◆ WORK ITEM: Which lines in the entries below contain the string "Result"? Show each of them in full.

Dataset entries

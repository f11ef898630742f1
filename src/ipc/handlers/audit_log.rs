use crate::ipc::error::{err, ok};
use crate::ipc::types::{AppState, Request};
use serde_json::json;

fn handle_audit_list(state: &mut AppState, req: &Request) -> serde_json::Value {
    let Some(conn) = state.db.as_ref() else {
        return err(&req.id, "no_workspace", "select a workspace first", None);
    };
    let params = &req.params;

    let mut sql = String::from(
        "SELECT id, actor_id, action, entity_type, entity_id, details, created_at
         FROM audit_log",
    );
    let mut clauses: Vec<String> = Vec::new();
    let mut args: Vec<String> = Vec::new();

    if let Some(actor) = params.get("actorId").and_then(|v| v.as_str()) {
        clauses.push("actor_id = ?".to_string());
        args.push(actor.to_string());
    }
    if let Some(prefix) = params.get("actionPrefix").and_then(|v| v.as_str()) {
        clauses.push("action LIKE ?".to_string());
        args.push(format!("{}%", prefix));
    }
    if let Some(entity_type) = params.get("entityType").and_then(|v| v.as_str()) {
        clauses.push("entity_type = ?".to_string());
        args.push(entity_type.to_string());
    }
    if let Some(entity_id) = params.get("entityId").and_then(|v| v.as_str()) {
        clauses.push("entity_id = ?".to_string());
        args.push(entity_id.to_string());
    }
    if let Some(since) = params.get("since").and_then(|v| v.as_str()) {
        clauses.push("created_at >= ?".to_string());
        args.push(since.to_string());
    }
    if let Some(until) = params.get("until").and_then(|v| v.as_str()) {
        clauses.push("created_at <= ?".to_string());
        args.push(until.to_string());
    }
    if !clauses.is_empty() {
        sql.push_str(" WHERE ");
        sql.push_str(&clauses.join(" AND "));
    }
    let limit = params
        .get("limit")
        .and_then(|v| v.as_i64())
        .unwrap_or(200)
        .clamp(1, 1000);
    sql.push_str(&format!(
        " ORDER BY created_at DESC, id DESC LIMIT {}",
        limit
    ));

    let mut stmt = match conn.prepare(&sql) {
        Ok(s) => s,
        Err(e) => return err(&req.id, "db_query_failed", e.to_string(), None),
    };
    let rows = stmt
        .query_map(rusqlite::params_from_iter(args.iter()), |r| {
            let id: String = r.get(0)?;
            let actor_id: Option<String> = r.get(1)?;
            let action: String = r.get(2)?;
            let entity_type: String = r.get(3)?;
            let entity_id: Option<String> = r.get(4)?;
            let details: Option<String> = r.get(5)?;
            let created_at: String = r.get(6)?;
            Ok(json!({
                "id": id,
                "actorId": actor_id,
                "action": action,
                "entityType": entity_type,
                "entityId": entity_id,
                "details": details
                    .and_then(|d| serde_json::from_str::<serde_json::Value>(&d).ok()),
                "createdAt": created_at
            }))
        })
        .and_then(|it| it.collect::<Result<Vec<_>, _>>());

    match rows {
        Ok(entries) => ok(&req.id, json!({ "entries": entries })),
        Err(e) => err(&req.id, "db_query_failed", e.to_string(), None),
    }
}

pub fn try_handle(state: &mut AppState, req: &Request) -> Option<serde_json::Value> {
    match req.method.as_str() {
        "audit.list" => Some(handle_audit_list(state, req)),
        _ => None,
    }
}
use rusqlite::{Connection, OptionalExtension};
use std::path::Path;

pub fn open_db(workspace: &Path) -> anyhow::Result<Connection> {
    std::fs::create_dir_all(workspace)?;
    let db_path = workspace.join("custody.sqlite3");
    let conn = Connection::open(db_path)?;
    conn.execute("PRAGMA foreign_keys = ON", [])?;

    conn.execute(
        "CREATE TABLE IF NOT EXISTS users(
            id TEXT PRIMARY KEY,
            name TEXT NOT NULL,
            email TEXT NOT NULL UNIQUE,
            role TEXT NOT NULL,
            department TEXT,
            active INTEGER NOT NULL DEFAULT 1,
            created_at TEXT NOT NULL
        )",
        [],
    )?;
    conn.execute(
        "CREATE INDEX IF NOT EXISTS idx_users_role ON users(role)",
        [],
    )?;

    conn.execute(
        "CREATE TABLE IF NOT EXISTS students(
            id TEXT PRIMARY KEY,
            index_number TEXT NOT NULL UNIQUE,
            last_name TEXT NOT NULL,
            first_name TEXT NOT NULL,
            program TEXT NOT NULL,
            level INTEGER NOT NULL,
            email TEXT,
            active INTEGER NOT NULL DEFAULT 1,
            created_at TEXT NOT NULL,
            updated_at TEXT
        )",
        [],
    )?;
    ensure_students_email(&conn)?;
    conn.execute(
        "CREATE INDEX IF NOT EXISTS idx_students_program ON students(program, level)",
        [],
    )?;

    conn.execute(
        "CREATE TABLE IF NOT EXISTS exam_sessions(
            id TEXT PRIMARY KEY,
            batch_qr_code TEXT NOT NULL UNIQUE,
            course_code TEXT NOT NULL,
            course_name TEXT NOT NULL,
            venue TEXT,
            exam_date TEXT NOT NULL,
            status TEXT NOT NULL,
            department TEXT,
            faculty TEXT,
            lecturer_id TEXT,
            expected_students INTEGER NOT NULL DEFAULT 0,
            attended_students INTEGER NOT NULL DEFAULT 0,
            created_at TEXT NOT NULL,
            updated_at TEXT,
            FOREIGN KEY(lecturer_id) REFERENCES users(id)
        )",
        [],
    )?;
    ensure_exam_sessions_faculty(&conn)?;
    conn.execute(
        "CREATE INDEX IF NOT EXISTS idx_exam_sessions_status ON exam_sessions(status)",
        [],
    )?;
    conn.execute(
        "CREATE INDEX IF NOT EXISTS idx_exam_sessions_lecturer ON exam_sessions(lecturer_id)",
        [],
    )?;

    conn.execute(
        "CREATE TABLE IF NOT EXISTS session_expected_students(
            session_id TEXT NOT NULL,
            student_id TEXT NOT NULL,
            PRIMARY KEY(session_id, student_id),
            FOREIGN KEY(session_id) REFERENCES exam_sessions(id),
            FOREIGN KEY(student_id) REFERENCES students(id)
        )",
        [],
    )?;
    conn.execute(
        "CREATE INDEX IF NOT EXISTS idx_expected_students_student
         ON session_expected_students(student_id)",
        [],
    )?;

    conn.execute(
        "CREATE TABLE IF NOT EXISTS batch_transfers(
            id TEXT PRIMARY KEY,
            exam_session_id TEXT NOT NULL,
            from_handler_id TEXT NOT NULL,
            to_handler_id TEXT NOT NULL,
            exams_expected INTEGER NOT NULL,
            exams_received INTEGER,
            status TEXT NOT NULL,
            location TEXT,
            requested_at TEXT NOT NULL,
            confirmed_at TEXT,
            discrepancy_note TEXT,
            resolution_note TEXT,
            FOREIGN KEY(exam_session_id) REFERENCES exam_sessions(id),
            FOREIGN KEY(from_handler_id) REFERENCES users(id),
            FOREIGN KEY(to_handler_id) REFERENCES users(id)
        )",
        [],
    )?;
    ensure_batch_transfers_resolution_note(&conn)?;
    conn.execute(
        "CREATE INDEX IF NOT EXISTS idx_batch_transfers_session ON batch_transfers(exam_session_id)",
        [],
    )?;
    conn.execute(
        "CREATE INDEX IF NOT EXISTS idx_batch_transfers_to ON batch_transfers(to_handler_id)",
        [],
    )?;
    conn.execute(
        "CREATE INDEX IF NOT EXISTS idx_batch_transfers_from ON batch_transfers(from_handler_id)",
        [],
    )?;

    conn.execute(
        "CREATE TABLE IF NOT EXISTS incidents(
            id TEXT PRIMARY KEY,
            title TEXT NOT NULL,
            description TEXT NOT NULL,
            category TEXT NOT NULL,
            severity TEXT NOT NULL,
            status TEXT NOT NULL,
            exam_session_id TEXT,
            student_id TEXT,
            reported_by TEXT NOT NULL,
            created_at TEXT NOT NULL,
            updated_at TEXT,
            FOREIGN KEY(exam_session_id) REFERENCES exam_sessions(id),
            FOREIGN KEY(student_id) REFERENCES students(id),
            FOREIGN KEY(reported_by) REFERENCES users(id)
        )",
        [],
    )?;
    conn.execute(
        "CREATE INDEX IF NOT EXISTS idx_incidents_session ON incidents(exam_session_id)",
        [],
    )?;
    conn.execute(
        "CREATE INDEX IF NOT EXISTS idx_incidents_status ON incidents(status, severity)",
        [],
    )?;

    conn.execute(
        "CREATE TABLE IF NOT EXISTS incident_comments(
            id TEXT PRIMARY KEY,
            incident_id TEXT NOT NULL,
            author_id TEXT NOT NULL,
            body TEXT NOT NULL,
            created_at TEXT NOT NULL,
            FOREIGN KEY(incident_id) REFERENCES incidents(id),
            FOREIGN KEY(author_id) REFERENCES users(id)
        )",
        [],
    )?;
    conn.execute(
        "CREATE INDEX IF NOT EXISTS idx_incident_comments_incident
         ON incident_comments(incident_id)",
        [],
    )?;

    conn.execute(
        "CREATE TABLE IF NOT EXISTS attendance_sessions(
            id TEXT PRIMARY KEY,
            exam_session_id TEXT NOT NULL,
            status TEXT NOT NULL,
            started_by TEXT NOT NULL,
            started_at TEXT NOT NULL,
            ended_at TEXT,
            FOREIGN KEY(exam_session_id) REFERENCES exam_sessions(id),
            FOREIGN KEY(started_by) REFERENCES users(id)
        )",
        [],
    )?;
    conn.execute(
        "CREATE INDEX IF NOT EXISTS idx_attendance_sessions_exam
         ON attendance_sessions(exam_session_id)",
        [],
    )?;

    conn.execute(
        "CREATE TABLE IF NOT EXISTS attendance_records(
            id TEXT PRIMARY KEY,
            attendance_session_id TEXT NOT NULL,
            student_id TEXT NOT NULL,
            method TEXT NOT NULL,
            confirmed INTEGER NOT NULL DEFAULT 0,
            recorded_at TEXT NOT NULL,
            UNIQUE(attendance_session_id, student_id),
            FOREIGN KEY(attendance_session_id) REFERENCES attendance_sessions(id),
            FOREIGN KEY(student_id) REFERENCES students(id)
        )",
        [],
    )?;
    conn.execute(
        "CREATE INDEX IF NOT EXISTS idx_attendance_records_student
         ON attendance_records(student_id)",
        [],
    )?;

    conn.execute(
        "CREATE TABLE IF NOT EXISTS attendance_links(
            id TEXT PRIMARY KEY,
            attendance_session_id TEXT NOT NULL,
            token TEXT NOT NULL UNIQUE,
            expires_at TEXT NOT NULL,
            revoked INTEGER NOT NULL DEFAULT 0,
            created_at TEXT NOT NULL,
            FOREIGN KEY(attendance_session_id) REFERENCES attendance_sessions(id)
        )",
        [],
    )?;

    conn.execute(
        "CREATE TABLE IF NOT EXISTS audit_log(
            id TEXT PRIMARY KEY,
            actor_id TEXT,
            action TEXT NOT NULL,
            entity_type TEXT NOT NULL,
            entity_id TEXT,
            details TEXT,
            created_at TEXT NOT NULL
        )",
        [],
    )?;
    conn.execute(
        "CREATE INDEX IF NOT EXISTS idx_audit_log_entity ON audit_log(entity_type, entity_id)",
        [],
    )?;
    conn.execute(
        "CREATE INDEX IF NOT EXISTS idx_audit_log_created ON audit_log(created_at)",
        [],
    )?;

    conn.execute(
        "CREATE TABLE IF NOT EXISTS events(
            seq INTEGER PRIMARY KEY AUTOINCREMENT,
            kind TEXT NOT NULL,
            payload TEXT NOT NULL,
            created_at TEXT NOT NULL
        )",
        [],
    )?;

    conn.execute(
        "CREATE TABLE IF NOT EXISTS settings(
            key TEXT PRIMARY KEY,
            value TEXT NOT NULL
        )",
        [],
    )?;

    Ok(conn)
}

fn ensure_students_email(conn: &Connection) -> anyhow::Result<()> {
    // Early workspaces predate the email column. Add without backfill.
    if table_has_column(conn, "students", "email")? {
        return Ok(());
    }
    conn.execute("ALTER TABLE students ADD COLUMN email TEXT", [])?;
    Ok(())
}

fn ensure_exam_sessions_faculty(conn: &Connection) -> anyhow::Result<()> {
    if table_has_column(conn, "exam_sessions", "faculty")? {
        return Ok(());
    }
    conn.execute("ALTER TABLE exam_sessions ADD COLUMN faculty TEXT", [])?;
    Ok(())
}

fn ensure_batch_transfers_resolution_note(conn: &Connection) -> anyhow::Result<()> {
    if table_has_column(conn, "batch_transfers", "resolution_note")? {
        return Ok(());
    }
    conn.execute(
        "ALTER TABLE batch_transfers ADD COLUMN resolution_note TEXT",
        [],
    )?;
    Ok(())
}

fn table_has_column(conn: &Connection, table: &str, column: &str) -> anyhow::Result<bool> {
    let sql = format!("PRAGMA table_info({})", table);
    let mut stmt = conn.prepare(&sql)?;
    let mut rows = stmt.query([])?;
    while let Some(row) = rows.next()? {
        let name: String = row.get(1)?;
        if name == column {
            return Ok(true);
        }
    }
    Ok(false)
}

pub fn settings_set_json(
    conn: &Connection,
    key: &str,
    value: &serde_json::Value,
) -> anyhow::Result<()> {
    conn.execute(
        "INSERT INTO settings(key, value) VALUES(?, ?)
         ON CONFLICT(key) DO UPDATE SET value = excluded.value",
        (key, serde_json::to_string(value)?),
    )?;
    Ok(())
}

pub fn settings_get_json(conn: &Connection, key: &str) -> anyhow::Result<Option<serde_json::Value>> {
    let raw: Option<String> = conn
        .query_row("SELECT value FROM settings WHERE key = ?", [key], |r| {
            r.get(0)
        })
        .optional()?;
    match raw {
        Some(s) => Ok(Some(serde_json::from_str(&s)?)),
        None => Ok(None),
    }
}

◆ RESPONSE TO THE TASK:
        .and_then(|it| it.collect::<Result<Vec<_>, _>>());
pub fn open_db(workspace: &Path) -> anyhow::Result<Connection> {
fn ensure_students_email(conn: &Connection) -> anyhow::Result<()> {
fn ensure_exam_sessions_faculty(conn: &Connection) -> anyhow::Result<()> {
fn ensure_batch_transfers_resolution_note(conn: &Connection) -> anyhow::Result<()> {
fn table_has_column(conn: &Connection, table: &str, column: &str) -> anyhow::Result<bool> {
) -> anyhow::Result<()> {
pub fn settings_get_json(conn: &Connection, key: &str) -> anyhow::Result<Option<serde_json::Value>> {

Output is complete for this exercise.